For as long as women have battled for equitable political
representation in America, those battles have been defined by
images-whether illustrations, engravings, photographs, or colorful
chromolithograph posters. Some of these pictures have been
flattering, many have been condescending, and others downright
incendiary. They have drawn upon prevailing cultural ideas of
women's perceived roles and abilities and often have been
circulated with pointedly political objectives. Picturing Political
Power offers perhaps the most comprehensive analysis yet of the
connection between images, gender, and power. In this examination
of the fights that led to the ratification of the Nineteenth
Amendment in 1920, Allison K. Lange explores how suffragists
pioneered one of the first extensive visual campaigns in modern
American history.

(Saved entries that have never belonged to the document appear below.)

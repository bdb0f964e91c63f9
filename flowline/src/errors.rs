//! Error types for the flowline engine.
//!
//! Registration and preflight errors are raised before any run state exists.
//! Run-terminal errors carry the populated [`ExecutionContext`] so callers
//! can inspect which steps completed and why the run stopped.

use crate::context::ExecutionContext;
use std::time::Duration;
use thiserror::Error;

/// The error type for engine operations.
#[derive(Debug, Error)]
pub enum EngineError {
    /// A step name is already registered.
    #[error("step '{name}' is already registered")]
    DuplicateStep {
        /// The conflicting step name.
        name: String,
    },

    /// A step registration was rejected.
    #[error("invalid step registration: {reason}")]
    InvalidStep {
        /// Why the registration was rejected.
        reason: String,
    },

    /// A pipeline definition references steps that are not registered.
    #[error("pipeline '{pipeline}' references unregistered steps: {}", missing.join(", "))]
    UnknownStep {
        /// The pipeline name.
        pipeline: String,
        /// Every referenced step name with no registration.
        missing: Vec<String>,
    },

    /// The engine configuration failed validation.
    #[error("invalid engine configuration: {reason}")]
    Configuration {
        /// Why validation failed.
        reason: String,
    },

    /// Waiting for a concurrency slot was abandoned.
    #[error("engine busy: gave up waiting for a slot for pipeline '{pipeline}': {reason}")]
    Busy {
        /// The pipeline that never started.
        pipeline: String,
        /// Why the wait was abandoned.
        reason: String,
    },

    /// A step terminally failed and stopped the pipeline.
    #[error("step '{step}' failed after {attempts} attempt(s): {message}")]
    StepFailed {
        /// The failing step name.
        step: String,
        /// Attempts actually made.
        attempts: u32,
        /// The step's error message.
        message: String,
        /// The run state at the moment of failure.
        context: Box<ExecutionContext>,
    },

    /// The pipeline deadline elapsed before all steps completed.
    #[error("pipeline '{pipeline}' timed out after {elapsed:?}")]
    Timeout {
        /// The pipeline name.
        pipeline: String,
        /// Wall time spent before the deadline fired.
        elapsed: Duration,
        /// The run state at the moment the deadline fired.
        context: Box<ExecutionContext>,
    },

    /// The caller's cancellation signal stopped the pipeline.
    #[error("pipeline '{pipeline}' cancelled: {reason}")]
    Cancelled {
        /// The pipeline name.
        pipeline: String,
        /// The cancellation reason.
        reason: String,
        /// The run state at the moment cancellation was observed.
        context: Box<ExecutionContext>,
    },
}

impl EngineError {
    /// Creates a duplicate step error.
    #[must_use]
    pub fn duplicate_step(name: impl Into<String>) -> Self {
        Self::DuplicateStep { name: name.into() }
    }

    /// Creates an invalid step error.
    #[must_use]
    pub fn invalid_step(reason: impl Into<String>) -> Self {
        Self::InvalidStep {
            reason: reason.into(),
        }
    }

    /// Creates an unknown step error.
    #[must_use]
    pub fn unknown_step(pipeline: impl Into<String>, missing: Vec<String>) -> Self {
        Self::UnknownStep {
            pipeline: pipeline.into(),
            missing,
        }
    }

    /// Creates a configuration error.
    #[must_use]
    pub fn configuration(reason: impl Into<String>) -> Self {
        Self::Configuration {
            reason: reason.into(),
        }
    }

    /// Creates a busy error.
    #[must_use]
    pub fn busy(pipeline: impl Into<String>, reason: impl Into<String>) -> Self {
        Self::Busy {
            pipeline: pipeline.into(),
            reason: reason.into(),
        }
    }

    /// Returns the execution context attached to a run-terminal error.
    ///
    /// Registration and preflight errors carry no context because no run
    /// state was created before they were raised.
    #[must_use]
    pub fn execution_context(&self) -> Option<&ExecutionContext> {
        match self {
            Self::StepFailed { context, .. }
            | Self::Timeout { context, .. }
            | Self::Cancelled { context, .. } => Some(context),
            _ => None,
        }
    }

    /// Returns true for errors raised before any run state existed.
    #[must_use]
    pub fn is_preflight(&self) -> bool {
        matches!(
            self,
            Self::DuplicateStep { .. }
                | Self::InvalidStep { .. }
                | Self::UnknownStep { .. }
                | Self::Configuration { .. }
                | Self::Busy { .. }
        )
    }
}

#[cfg(test)]
mod tests {
    use super::*;
    use crate::pipeline::PipelineDefinition;
    use std::collections::HashMap;

    #[test]
    fn test_unknown_step_lists_missing_names() {
        let err = EngineError::unknown_step(
            "orders",
            vec!["validate".to_string(), "notify".to_string()],
        );
        let msg = err.to_string();
        assert!(msg.contains("orders"));
        assert!(msg.contains("validate"));
        assert!(msg.contains("notify"));
        assert!(err.is_preflight());
        assert!(err.execution_context().is_none());
    }

    #[test]
    fn test_step_failed_exposes_context() {
        let definition = PipelineDefinition::new("orders").step("validate");
        let ctx = ExecutionContext::new(&definition, HashMap::new());

        let err = EngineError::StepFailed {
            step: "validate".to_string(),
            attempts: 2,
            message: "bad payload".to_string(),
            context: Box::new(ctx),
        };

        assert!(!err.is_preflight());
        let attached = err.execution_context().unwrap();
        assert_eq!(attached.pipeline(), "orders");
        assert!(err.to_string().contains("after 2 attempt(s)"));
    }

    #[test]
    fn test_duplicate_step_display() {
        let err = EngineError::duplicate_step("payment");
        assert_eq!(err.to_string(), "step 'payment' is already registered");
    }
}
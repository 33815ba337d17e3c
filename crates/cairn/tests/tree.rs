use std::fs;
use std::path::Path;
use std::time::{Duration, SystemTime};

use tempfile::tempdir;

use cairn::{
    CasError, ContentId, ObjectType, ProgressTracker, RefreshOptions, Store, StoreError,
    TreeConfig, TreeIndex, bytes_to_id, codec,
};

fn populate(root: &Path) {
    fs::write(root.join("one"), "same content").unwrap();
    fs::write(root.join("two"), "same content").unwrap();
    fs::create_dir(root.join("sub")).unwrap();
    fs::write(root.join("sub/three"), "different content").unwrap();
}

fn touch_later(path: &Path) {
    fs::File::options()
        .write(true)
        .open(path)
        .unwrap()
        .set_modified(SystemTime::now() + Duration::from_secs(10))
        .unwrap();
}

fn cid(index: &TreeIndex, path: &str) -> Option<ContentId> {
    index.get_by_path(path).and_then(|record| record.cid.clone())
}

#[test]
fn test_first_refresh_indexes_everything() {
    let dir = tempdir().unwrap();
    populate(dir.path());

    let mut index = TreeIndex::new(dir.path());
    let stats = index.refresh(RefreshOptions::default()).unwrap();

    assert_eq!(stats.new_entries, 4);
    assert_eq!(stats.refreshed_entries, 4);
    assert_eq!(stats.failed_entries, 0);
    assert!(!stats.interrupted);
    assert_eq!(index.len(), 4);

    let paths: Vec<&str> = index.records().map(|r| r.path.as_str()).collect();
    assert_eq!(paths, ["one", "sub", "sub/three", "two"]);

    let same = bytes_to_id(b"same content");
    assert_eq!(cid(&index, "one"), Some(same.clone()));
    assert_eq!(cid(&index, "two"), Some(same.clone()));
    assert_eq!(cid(&index, "sub/three"), Some(bytes_to_id(b"different content")));
    assert_eq!(cid(&index, "sub"), None);
    assert_eq!(
        index.get_by_path("sub").unwrap().otype,
        Some(ObjectType::Directory)
    );

    let by_id = index.get_by_id(&same).unwrap();
    assert!(by_id.path == "one" || by_id.path == "two");
    assert!(index.records().all(|r| !r.stale));
}

#[test]
fn test_unchanged_tree_does_no_work() {
    let dir = tempdir().unwrap();
    populate(dir.path());

    let mut index = TreeIndex::new(dir.path());
    index.refresh(RefreshOptions::default()).unwrap();
    let stats = index.refresh(RefreshOptions::default()).unwrap();

    assert_eq!(stats.new_entries, 0);
    assert_eq!(stats.changed_entries, 0);
    assert_eq!(stats.vanished_entries, 0);
    assert_eq!(stats.refreshed_entries, 0);
}

#[test]
fn test_force_recomputes_everything() {
    let dir = tempdir().unwrap();
    populate(dir.path());

    let mut index = TreeIndex::new(dir.path());
    index.refresh(RefreshOptions::default()).unwrap();
    let stats = index
        .refresh(RefreshOptions {
            force: true,
            ..Default::default()
        })
        .unwrap();

    assert_eq!(stats.changed_entries, 4);
    assert_eq!(stats.refreshed_entries, 4);
    assert_eq!(cid(&index, "one"), Some(bytes_to_id(b"same content")));
}

#[test]
fn test_rename_keeps_identity_and_content() {
    let dir = tempdir().unwrap();
    populate(dir.path());

    let mut index = TreeIndex::new(dir.path());
    index.refresh(RefreshOptions::default()).unwrap();
    let before = index.get_by_path("sub/three").unwrap().clone();

    fs::rename(dir.path().join("sub/three"), dir.path().join("three")).unwrap();
    let stats = index.refresh(RefreshOptions::default()).unwrap();

    assert_eq!(stats.new_entries, 0);
    assert_eq!(stats.vanished_entries, 0);
    assert!(index.get_by_path("sub/three").is_none());

    let after = index.get_by_path("three").unwrap();
    assert_eq!(after.fileid, before.fileid);
    assert_eq!(after.cid, before.cid);
    assert_eq!(index.len(), 4);
}

#[test]
fn test_edit_changes_content_id() {
    let dir = tempdir().unwrap();
    populate(dir.path());

    let mut index = TreeIndex::new(dir.path());
    index.refresh(RefreshOptions::default()).unwrap();
    let before = index.get_by_path("sub/three").unwrap().clone();

    let path = dir.path().join("sub/three");
    fs::write(&path, "edited content that is longer").unwrap();
    touch_later(&path);
    let stats = index.refresh(RefreshOptions::default()).unwrap();

    assert_eq!(stats.changed_entries, 1);
    assert_eq!(stats.refreshed_entries, 1);

    let after = index.get_by_path("sub/three").unwrap();
    assert_eq!(after.fileid, before.fileid);
    assert_eq!(after.cid, Some(bytes_to_id(b"edited content that is longer")));
    assert!(index.get_by_id(&bytes_to_id(b"different content")).is_none());
    assert!(
        index
            .get_by_id(&bytes_to_id(b"edited content that is longer"))
            .is_some()
    );
}

#[test]
fn test_removed_entries_vanish() {
    let dir = tempdir().unwrap();
    populate(dir.path());

    let mut index = TreeIndex::new(dir.path());
    index.refresh(RefreshOptions::default()).unwrap();
    let fileid = index.get_by_path("sub/three").unwrap().fileid;

    fs::remove_file(dir.path().join("sub/three")).unwrap();
    let stats = index.refresh(RefreshOptions::default()).unwrap();

    assert_eq!(stats.vanished_entries, 1);
    assert_eq!(stats.vanished_bytes, "different content".len() as u64);
    assert!(index.get_by_path("sub/three").is_none());
    assert!(index.get_by_fileid(fileid).is_none());
    assert!(index.get_by_id(&bytes_to_id(b"different content")).is_none());
    assert_eq!(index.len(), 3);
}

#[test]
fn test_removing_a_duplicate_keeps_the_other() {
    let dir = tempdir().unwrap();
    populate(dir.path());

    let mut index = TreeIndex::new(dir.path());
    index.refresh(RefreshOptions::default()).unwrap();
    let same = bytes_to_id(b"same content");
    let kept = index.get_by_id(&same).unwrap().path.clone();
    let other = if kept == "one" { "two" } else { "one" };

    fs::remove_file(dir.path().join(other)).unwrap();
    index.refresh(RefreshOptions::default()).unwrap();
    assert_eq!(index.get_by_id(&same).unwrap().path, kept);
}

#[test]
fn test_symlinks_are_not_followed() {
    let dir = tempdir().unwrap();
    populate(dir.path());
    std::os::unix::fs::symlink("sub", dir.path().join("link")).unwrap();

    let mut index = TreeIndex::new(dir.path());
    index.refresh(RefreshOptions::default()).unwrap();

    let link = index.get_by_path("link").unwrap();
    assert_eq!(link.otype, Some(ObjectType::Symlink));
    assert_eq!(link.cid, Some(bytes_to_id(b"sub")));
    assert!(index.get_by_path("link/three").is_none());
}

#[test]
fn test_save_load_roundtrip() {
    let dir = tempdir().unwrap();
    populate(dir.path());

    let mut index = TreeIndex::new(dir.path());
    index.refresh(RefreshOptions::default()).unwrap();
    index.save().unwrap();
    assert!(dir.path().join(".cas").exists());

    let mut loaded = TreeIndex::new(dir.path());
    assert!(loaded.load().unwrap());
    let summary = |index: &TreeIndex| {
        index
            .records()
            .map(|r| (r.path.clone(), r.cid.clone(), r.fileid))
            .collect::<Vec<_>>()
    };
    assert_eq!(summary(&loaded), summary(&index));

    let stats = loaded.refresh(RefreshOptions::default()).unwrap();
    assert_eq!(stats.new_entries, 0);
    assert_eq!(stats.refreshed_entries, 0);
}

#[test]
fn test_metadata_files_are_not_indexed() {
    let dir = tempdir().unwrap();
    populate(dir.path());

    let mut index = TreeIndex::new(dir.path());
    index.refresh(RefreshOptions::default()).unwrap();
    index.save().unwrap();
    index.save().unwrap();
    assert!(dir.path().join(".cas.bak").exists());

    let stats = index.refresh(RefreshOptions::default()).unwrap();
    assert_eq!(stats.new_entries, 0);
    assert!(index.get_by_path(".cas").is_none());
    assert!(index.get_by_path(".cas.bak").is_none());
}

#[test]
fn test_custom_metadata_location() {
    let dir = tempdir().unwrap();
    let elsewhere = tempdir().unwrap();
    populate(dir.path());

    let config = TreeConfig {
        metadata: elsewhere.path().join("tree.cas"),
        ..TreeConfig::default()
    };
    let index = TreeIndex::open(dir.path(), config.clone()).unwrap();
    assert_eq!(index.len(), 4);
    index.save().unwrap();
    assert!(elsewhere.path().join("tree.cas").exists());
    assert!(!dir.path().join(".cas").exists());

    let reopened = TreeIndex::open(dir.path(), config).unwrap();
    assert_eq!(reopened.len(), 4);
}

#[test]
fn test_checkpoint_saves_during_refresh() {
    let dir = tempdir().unwrap();
    populate(dir.path());

    let mut index = TreeIndex::new(dir.path());
    index
        .refresh(RefreshOptions {
            checkpoint: Some(Duration::ZERO),
            ..Default::default()
        })
        .unwrap();

    let saved = codec::load(&dir.path().join(".cas")).unwrap().unwrap();
    assert_eq!(saved.len(), 4);
}

#[test]
fn test_checkpoint_failure_aborts() {
    let dir = tempdir().unwrap();
    populate(dir.path());

    let config = TreeConfig {
        metadata: dir.path().join("missing/dir/.cas"),
        ..TreeConfig::default()
    };
    let mut index = TreeIndex::with_config(dir.path(), config);
    let result = index.refresh(RefreshOptions {
        checkpoint: Some(Duration::from_secs(60)),
        ..Default::default()
    });
    assert!(matches!(result, Err(CasError::Checkpoint { .. })));
}

#[test]
fn test_stale_records_survive_save() {
    let dir = tempdir().unwrap();
    populate(dir.path());

    let mut index = TreeIndex::new(dir.path());
    index.refresh(RefreshOptions::default()).unwrap();

    let mut records: Vec<_> = index.records().cloned().collect();
    for record in records.iter_mut().filter(|r| r.path == "one") {
        record.cid = None;
        record.stale = true;
    }
    codec::save(index.metadata_path(), &records).unwrap();

    let mut resumed = TreeIndex::new(dir.path());
    assert!(resumed.load().unwrap());
    assert!(resumed.get_by_path("one").unwrap().stale);

    let stats = resumed.refresh(RefreshOptions::default()).unwrap();
    assert_eq!(stats.refreshed_entries, 1);
    assert_eq!(cid(&resumed, "one"), Some(bytes_to_id(b"same content")));
}

#[test]
fn test_refresh_on_tracker() {
    let dir = tempdir().unwrap();
    populate(dir.path());

    let tracker = ProgressTracker::new(|progress, mut index: TreeIndex| {
        let stats = index.refresh_with_progress(RefreshOptions::default(), progress);
        (index, stats)
    })
    .with_poll_interval(Duration::from_millis(20));

    let (index, stats) = tracker.run(TreeIndex::new(dir.path())).unwrap().unwrap();
    let stats = stats.unwrap();
    assert_eq!(stats.refreshed_entries, 4);
    assert_eq!(index.len(), 4);

    let sample = tracker.sample();
    assert_eq!(sample.steps, 4);
    assert_eq!(sample.done, 4);
    assert_eq!(sample.percent, 100);
}

#[test]
fn test_tree_store_is_read_only() {
    let dir = tempdir().unwrap();
    populate(dir.path());

    let mut index = TreeIndex::new(dir.path());
    index.refresh(RefreshOptions::default()).unwrap();

    let same = bytes_to_id(b"same content");
    assert!(index.contains(&same));
    assert!(index.contains_str(&same.to_string()).unwrap());
    assert_eq!(index.ids().count(), 3);
    assert!(matches!(index.get(&same), Err(StoreError::Unsupported)));
    assert!(matches!(
        index.put(b"new", None, None),
        Err(StoreError::ReadOnly)
    ));
}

She shows how pictures, from early engravings and
photographs to colorful posters, proved central to suffragists'
efforts to change expectations for women, fighting back against the
accepted norms of their times. In seeking to transform notions of
womanhood and win the right to vote, white suffragists emphasized
the compatibility of voting and motherhood, while Sojourner Truth
and other leading suffragists of color employed pictures to secure
respect and authority. Picturing Political Power demonstrates the
centrality of visual politics to American women's campaigns
throughout the nineteenth and early twentieth centuries, revealing
the power of images to change history.